(Beginning of DATA SUPPLIED)

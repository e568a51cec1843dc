//! CLI commands for importing data
//!
//! CSV files in the export format are imported row by row; accounts and
//! categories named in the file are created when missing.

use std::fs::File;
use std::io::BufReader;
use std::path::{Path, PathBuf};

use clap::Subcommand;

use crate::error::{WalletError, WalletResult};
use crate::export::{import_from_json, import_transactions_csv};
use crate::storage::Storage;

/// Import subcommands
#[derive(Subcommand, Debug)]
pub enum ImportCommands {
    /// Import transactions from a CSV file
    Csv {
        /// Path to CSV file
        file: PathBuf,
    },
    /// Check a JSON backup file without importing it
    Verify {
        /// Path to JSON file
        file: PathBuf,
    },
}

fn open(path: &Path) -> WalletResult<File> {
    if !path.exists() {
        return Err(WalletError::Import(format!("File not found: {}", path.display())));
    }
    File::open(path)
        .map_err(|e| WalletError::Import(format!("Failed to read {}: {}", path.display(), e)))
}

/// Handle import commands
pub fn handle_import_command(storage: &Storage, cmd: ImportCommands) -> WalletResult<()> {
    match cmd {
        ImportCommands::Csv { file } => {
            let reader = BufReader::new(open(&file)?);
            let summary = import_transactions_csv(storage, reader)?;

            println!("Import from '{}'", file.display());
            println!("{}", "=".repeat(40));
            println!("  Imported:    {}", summary.imported);
            println!("  Duplicates:  {}", summary.duplicates);
            println!("  Skipped:     {}", summary.skipped);
            if !summary.created_accounts.is_empty() {
                println!("  New accounts:   {}", summary.created_accounts.join(", "));
            }
            if !summary.created_categories.is_empty() {
                println!("  New categories: {}", summary.created_categories.join(", "));
            }
            if !summary.errors.is_empty() {
                println!();
                println!("Errors:");
                for error in summary.errors.iter().take(10) {
                    println!("  {}", error);
                }
                if summary.errors.len() > 10 {
                    println!("  ... and {} more", summary.errors.len() - 10);
                }
            }
        }

        ImportCommands::Verify { file } => {
            let text = std::fs::read_to_string(&file).map_err(|e| {
                WalletError::Import(format!("Failed to read {}: {}", file.display(), e))
            })?;
            let export = import_from_json(&text)?;
            println!(
                "Valid backup (schema {}, exported {})",
                export.schema_version,
                export.exported_at.format("%Y-%m-%d %H:%M UTC")
            );
            println!(
                "  {} accounts, {} categories, {} transactions, {} tags",
                export.accounts.len(),
                export.categories.len(),
                export.transactions.len(),
                export.tags.len()
            );
        }
    }

    Ok(())
}
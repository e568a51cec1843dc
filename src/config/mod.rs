//! Configuration module for walletbook
//!
//! This module provides configuration management including:
//! - XDG-compliant path resolution
//! - User settings persistence

pub mod paths;
pub mod settings;

pub use paths::WalletPaths;
pub use settings::Settings;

(End of DATA SUPPLIED)

TASK ITEM: The answer is the line with "XDG-compliant path resolution" plus every line after it to the last line of the entries above, copied exactly and with no other lines.

COMPLETED TASK:
//! - XDG-compliant path resolution
//! - User settings persistence

pub mod paths;
pub mod settings;

pub use paths::WalletPaths;
pub use settings::Settings;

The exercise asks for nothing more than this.